**Exercise description:**
Among the records that follow, how many lines include the string "first"? Only the number is wanted.

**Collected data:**
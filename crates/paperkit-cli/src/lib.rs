//! # paperkit-cli — CLI Tool for PaperKit Validation
//!
//! Provides the `paperkit-validate` command-line interface.
//!
//! ## Subcommands
//!
//! - `paperkit-validate agents` — agent definitions against `agent-schema.json`.
//! - `paperkit-validate workflows` — workflow definitions.
//! - `paperkit-validate tools` — tool definitions.
//! - `paperkit-validate commands` — slash-command definitions.
//! - `paperkit-validate all` — every `.paper/` tree, manifests and IDE mirrors.
//! - `paperkit-validate registry` — the `.copilot/` system registry.
//!
//! ## Exit Codes
//!
//! `0` when everything passed (or `--lenient` was given), `1` when anything
//! failed validation, `2` when the run could not start: no project root, or
//! a schema that is missing or broken.
//!
//! ```bash
//! paperkit-validate agents --agent paper-writer -v
//! paperkit-validate tools --tools-dir ./tools --schema ./tool-schema.json
//! paperkit-validate all --ide-sync
//! ```

pub mod aggregate;
pub mod entities;
pub mod registry;

use std::path::{Path, PathBuf};

use anyhow::Result;
use paperkit_core::ConfigError;
use paperkit_schema::ExitPolicy;

/// Process-wide settings shared by every subcommand, built once in `main`.
#[derive(Debug, Clone, PartialEq, Eq)]
pub struct RunContext {
    /// Resolved project root, if one was found.
    pub project_root: Option<PathBuf>,
    /// Show schema locations and passing checks.
    pub verbose: bool,
    /// How failures map to the exit code.
    pub policy: ExitPolicy,
}

impl RunContext {
    /// The project root, or [`ConfigError::ProjectRootNotFound`].
    pub fn require_root(&self) -> Result<&Path> {
        match &self.project_root {
            Some(root) => Ok(root),
            None => {
                let start = std::env::current_dir()
                    .map(|d| d.display().to_string())
                    .unwrap_or_else(|_| ".".to_string());
                Err(ConfigError::ProjectRootNotFound { start }.into())
            }
        }
    }
}

/// Resolve a path that may be relative to the project root.
///
/// Absolute paths are returned as-is. A relative path that exists under the
/// project root resolves there; otherwise it stays relative to the current
/// directory.
pub fn resolve_path(path: &Path, project_root: Option<&Path>) -> PathBuf {
    if path.is_absolute() {
        return path.to_path_buf();
    }
    match project_root.map(|root| root.join(path)) {
        Some(candidate) if candidate.exists() => candidate,
        _ => path.to_path_buf(),
    }
}
//! # paperkit-core — Foundational Types for PaperKit Validation
//!
//! Defines the vocabulary shared by the schema engine and the CLI: which
//! kinds of entity exist, how their documents are stored on disk, where a
//! PaperKit project keeps them, and how command-line flags and environment
//! variables override those defaults.
//!
//! ## Crate Policy
//!
//! - No dependencies on other `paperkit-*` crates (this is the leaf of the DAG).
//! - Configuration is resolved once into an immutable [`EntityConfig`] and
//!   passed explicitly. Nothing here reads global state except
//!   [`process_env`] and [`locate_project_root`], which callers invoke at
//!   process start.
//! - No `panic!()` or `.unwrap()` outside tests.

pub mod config;
pub mod error;
pub mod kind;

pub use config::{
    find_project_root, locate_project_root, process_env, EntityConfig, EntityOverrides,
    ProjectLayout,
};
pub use error::ConfigError;
pub use kind::{DocumentFormat, EntityKind};
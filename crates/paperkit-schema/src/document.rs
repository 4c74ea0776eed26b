//! # Target Loader
//!
//! Reads one entity definition from disk and turns it into a JSON mapping
//! the schema engine can check. Two storage shapes are supported, selected
//! by the entity kind's [`DocumentFormat`]:
//!
//! - plain YAML files, where the whole file is the mapping;
//! - markdown files carrying a YAML frontmatter block between two lines
//!   that read `---`.
//!
//! A markdown file without frontmatter is not a load error: it loads as
//! `Ok(None)` and is reported as missing metadata.

use std::path::{Path, PathBuf};

use paperkit_core::DocumentFormat;
use serde_json::{Map, Value};

use crate::error::LoadError;

/// Line that opens and closes a frontmatter block.
pub const FRONTMATTER_DELIMITER: &str = "---";

/// Where an entity document comes from and how to read it.
#[derive(Debug, Clone, PartialEq, Eq)]
pub enum DocumentSource {
    /// The file is a YAML mapping.
    PlainYaml(PathBuf),
    /// The file is markdown with a YAML frontmatter block.
    FrontmatterMarkdown(PathBuf),
}

impl DocumentSource {
    /// Pick the loader variant for `format`.
    pub fn new(format: DocumentFormat, path: impl Into<PathBuf>) -> Self {
        match format {
            DocumentFormat::Yaml => Self::PlainYaml(path.into()),
            DocumentFormat::Frontmatter => Self::FrontmatterMarkdown(path.into()),
        }
    }

    /// Path of the underlying file.
    pub fn path(&self) -> &Path {
        match self {
            Self::PlainYaml(p) | Self::FrontmatterMarkdown(p) => p,
        }
    }

    /// Load the document.
    ///
    /// Returns `Ok(None)` only for markdown without a frontmatter block.
    ///
    /// # Errors
    ///
    /// See [`LoadError`]: missing file, YAML syntax error, non-mapping top
    /// level, or YAML that has no JSON equivalent.
    pub fn load(&self) -> Result<Option<EntityDocument>, LoadError> {
        match self {
            Self::PlainYaml(path) => load_yaml_document(path).map(Some),
            Self::FrontmatterMarkdown(path) => load_frontmatter_document(path),
        }
    }
}

/// One entity definition: a mapping of string keys to JSON values.
#[derive(Debug, Clone, PartialEq)]
pub struct EntityDocument {
    value: Value,
}

impl EntityDocument {
    /// Wrap a JSON object.
    pub fn new(map: Map<String, Value>) -> Self {
        Self {
            value: Value::Object(map),
        }
    }

    /// The document as a JSON value (always an object).
    pub fn as_value(&self) -> &Value {
        &self.value
    }

    /// Look up a top-level field.
    pub fn get(&self, key: &str) -> Option<&Value> {
        self.value.get(key)
    }

    /// Top-level field as a string, if present and a string.
    pub fn get_str(&self, key: &str) -> Option<&str> {
        self.get(key).and_then(Value::as_str)
    }
}

/// Load a plain YAML entity file.
///
/// # Errors
///
/// Returns [`LoadError::NotFound`] if the file is absent, [`LoadError::Parse`]
/// on malformed YAML and [`LoadError::NotAMapping`] if the top level is not
/// a mapping (an empty file counts as null).
pub fn load_yaml_document(path: &Path) -> Result<EntityDocument, LoadError> {
    let content = read_entity_file(path)?;
    parse_mapping(&content, path)
}

/// Load the frontmatter block of a markdown entity file.
///
/// # Errors
///
/// Same as [`load_yaml_document`], applied to the frontmatter block.
pub fn load_frontmatter_document(path: &Path) -> Result<Option<EntityDocument>, LoadError> {
    let content = read_entity_file(path)?;
    match extract_frontmatter(&content) {
        Some(block) => parse_mapping(block, path).map(Some),
        None => {
            tracing::debug!(path = %path.display(), "no frontmatter block");
            Ok(None)
        }
    }
}

/// Return the text between the opening `---` line and the next `---` line.
///
/// `None` when the first line is not a delimiter, when there is no closing
/// delimiter, or when the block holds only whitespace.
pub fn extract_frontmatter(content: &str) -> Option<&str> {
    let mut offset = 0usize;
    let mut lines = content.split_inclusive('\n');

    let first = lines.next()?;
    if first.trim() != FRONTMATTER_DELIMITER {
        return None;
    }
    offset += first.len();
    let start = offset;

    for line in lines {
        if line.trim() == FRONTMATTER_DELIMITER {
            let block = &content[start..offset];
            return if block.trim().is_empty() {
                None
            } else {
                Some(block)
            };
        }
        offset += line.len();
    }
    None
}

fn read_entity_file(path: &Path) -> Result<String, LoadError> {
    std::fs::read_to_string(path).map_err(|e| match e.kind() {
        std::io::ErrorKind::NotFound => LoadError::NotFound {
            path: path.display().to_string(),
        },
        _ => LoadError::Io {
            path: path.display().to_string(),
            source: e,
        },
    })
}

/// Load any YAML file as a JSON value, whatever its top level.
///
/// Used by registry checks, where an empty file is still valid YAML.
///
/// # Errors
///
/// [`LoadError::NotFound`], [`LoadError::Parse`] or [`LoadError::Conversion`].
pub fn load_yaml_value(path: &Path) -> Result<Value, LoadError> {
    let content = read_entity_file(path)?;
    parse_value(&content, path)
}

fn parse_mapping(content: &str, path: &Path) -> Result<EntityDocument, LoadError> {
    match parse_value(content, path)? {
        Value::Object(map) => Ok(EntityDocument::new(map)),
        other => Err(LoadError::NotAMapping {
            path: path.display().to_string(),
            found: json_type_name(&other),
        }),
    }
}

fn parse_value(content: &str, path: &Path) -> Result<Value, LoadError> {
    let yaml: serde_yaml::Value = serde_yaml::from_str(content).map_err(|e| {
        let location = e.location();
        LoadError::Parse {
            path: path.display().to_string(),
            line: location.as_ref().map(|l| l.line()),
            column: location.as_ref().map(|l| l.column()),
            reason: e.to_string(),
        }
    })?;

    yaml_to_json_value(&yaml).map_err(|reason| LoadError::Conversion {
        path: path.display().to_string(),
        reason,
    })
}

fn json_type_name(value: &Value) -> &'static str {
    match value {
        Value::Null => "empty",
        Value::Bool(_) => "a boolean",
        Value::Number(_) => "a number",
        Value::String(_) => "a string",
        Value::Array(_) => "a sequence",
        Value::Object(_) => "a mapping",
    }
}

/// Convert a `serde_yaml::Value` to a `serde_json::Value`.
///
/// Entity definitions only use the JSON-compatible subset of YAML. Tags are
/// dropped; non-string scalar keys are stringified; anything else fails.
pub fn yaml_to_json_value(yaml: &serde_yaml::Value) -> Result<Value, String> {
    match yaml {
        serde_yaml::Value::Null => Ok(Value::Null),
        serde_yaml::Value::Bool(b) => Ok(Value::Bool(*b)),
        serde_yaml::Value::Number(n) => {
            if let Some(i) = n.as_i64() {
                Ok(Value::Number(serde_json::Number::from(i)))
            } else if let Some(u) = n.as_u64() {
                Ok(Value::Number(serde_json::Number::from(u)))
            } else if let Some(f) = n.as_f64() {
                serde_json::Number::from_f64(f)
                    .map(Value::Number)
                    .ok_or_else(|| format!("cannot represent float {f} in JSON"))
            } else {
                Err(format!("unsupported YAML number: {n:?}"))
            }
        }
        serde_yaml::Value::String(s) => Ok(Value::String(s.clone())),
        serde_yaml::Value::Sequence(seq) => seq
            .iter()
            .map(yaml_to_json_value)
            .collect::<Result<Vec<_>, _>>()
            .map(Value::Array),
        serde_yaml::Value::Mapping(map) => {
            let mut json_map = Map::new();
            for (k, v) in map {
                let key = match k {
                    serde_yaml::Value::String(s) => s.clone(),
                    serde_yaml::Value::Number(n) => n.to_string(),
                    serde_yaml::Value::Bool(b) => b.to_string(),
                    other => return Err(format!("unsupported YAML map key: {other:?}")),
                };
                json_map.insert(key, yaml_to_json_value(v)?);
            }
            Ok(Value::Object(json_map))
        }
        serde_yaml::Value::Tagged(tagged) => yaml_to_json_value(&tagged.value),
    }
}

#[cfg(test)]
mod tests {
    use super::*;

    #[test]
    fn frontmatter_between_delimiters() {
        let md = "---\nname: writer\ndescription: Drafts\n---\n# Writer\n\nBody text.\n";
        assert_eq!(
            extract_frontmatter(md),
            Some("name: writer\ndescription: Drafts\n")
        );
    }

    #[test]
    fn frontmatter_tolerates_crlf_and_trailing_space() {
        let md = "--- \r\nname: a\r\n---\r\nbody";
        assert_eq!(extract_frontmatter(md), Some("name: a\r\n"));
    }

    #[test]
    fn no_leading_delimiter_means_no_frontmatter() {
        assert_eq!(extract_frontmatter("# Title\n---\nname: a\n---\n"), None);
        assert_eq!(extract_frontmatter(""), None);
    }

    #[test]
    fn unterminated_or_empty_block_means_no_frontmatter() {
        assert_eq!(extract_frontmatter("---\nname: a\n"), None);
        assert_eq!(extract_frontmatter("---\n\n---\nbody"), None);
    }

    #[test]
    fn delimiter_must_be_whole_line() {
        let md = "---\nname: a\nnote: ----\n---\n";
        assert_eq!(extract_frontmatter(md), Some("name: a\nnote: ----\n"));
    }

    #[test]
    fn yaml_document_loads_as_mapping() {
        let dir = tempfile::tempdir().unwrap();
        let path = dir.path().join("lint.yaml");
        std::fs::write(&path, "name: lint\nversion: 2\nenabled: true\ntags: [a, b]\n").unwrap();

        let doc = load_yaml_document(&path).unwrap();
        assert_eq!(doc.get_str("name"), Some("lint"));
        assert_eq!(doc.get("version"), Some(&Value::from(2)));
        assert_eq!(doc.get("tags").and_then(Value::as_array).map(Vec::len), Some(2));
    }

    #[test]
    fn malformed_yaml_reports_location() {
        let dir = tempfile::tempdir().unwrap();
        let path = dir.path().join("bad.yaml");
        std::fs::write(&path, "name: [unclosed\n").unwrap();

        match load_yaml_document(&path).unwrap_err() {
            LoadError::Parse { line, .. } => assert!(line.is_some()),
            other => panic!("expected Parse, got {other}"),
        }
    }

    #[test]
    fn missing_file_is_not_found() {
        let err = load_yaml_document(Path::new("/nonexistent/paperkit/x.yaml")).unwrap_err();
        assert!(matches!(err, LoadError::NotFound { .. }));
    }

    #[test]
    fn non_mapping_top_level_is_rejected() {
        let dir = tempfile::tempdir().unwrap();
        let list = dir.path().join("list.yaml");
        std::fs::write(&list, "- a\n- b\n").unwrap();
        assert!(matches!(
            load_yaml_document(&list).unwrap_err(),
            LoadError::NotAMapping { found: "a sequence", .. }
        ));

        let empty = dir.path().join("empty.yaml");
        std::fs::write(&empty, "").unwrap();
        assert!(matches!(
            load_yaml_document(&empty).unwrap_err(),
            LoadError::NotAMapping { found: "empty", .. }
        ));
    }

    #[test]
    fn source_variant_follows_format() {
        let dir = tempfile::tempdir().unwrap();
        let md = dir.path().join("paper-writer.md");
        std::fs::write(&md, "# No metadata here\n").unwrap();

        let source = DocumentSource::new(DocumentFormat::Frontmatter, &md);
        assert!(matches!(source, DocumentSource::FrontmatterMarkdown(_)));
        assert_eq!(source.load().unwrap(), None);

        std::fs::write(&md, "---\nname: paper-writer\n---\nBody\n").unwrap();
        let doc = source.load().unwrap().unwrap();
        assert_eq!(doc.get_str("name"), Some("paper-writer"));
    }

    #[test]
    fn yaml_keys_and_tags_convert() {
        let yaml: serde_yaml::Value = serde_yaml::from_str("1: one\ntrue: yes\nx: !custom 5\n").unwrap();
        let json = yaml_to_json_value(&yaml).unwrap();
        assert_eq!(json["1"], "one");
        assert_eq!(json["true"], "yes");
        assert_eq!(json["x"], 5);
    }
}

**Exercise answer:**
4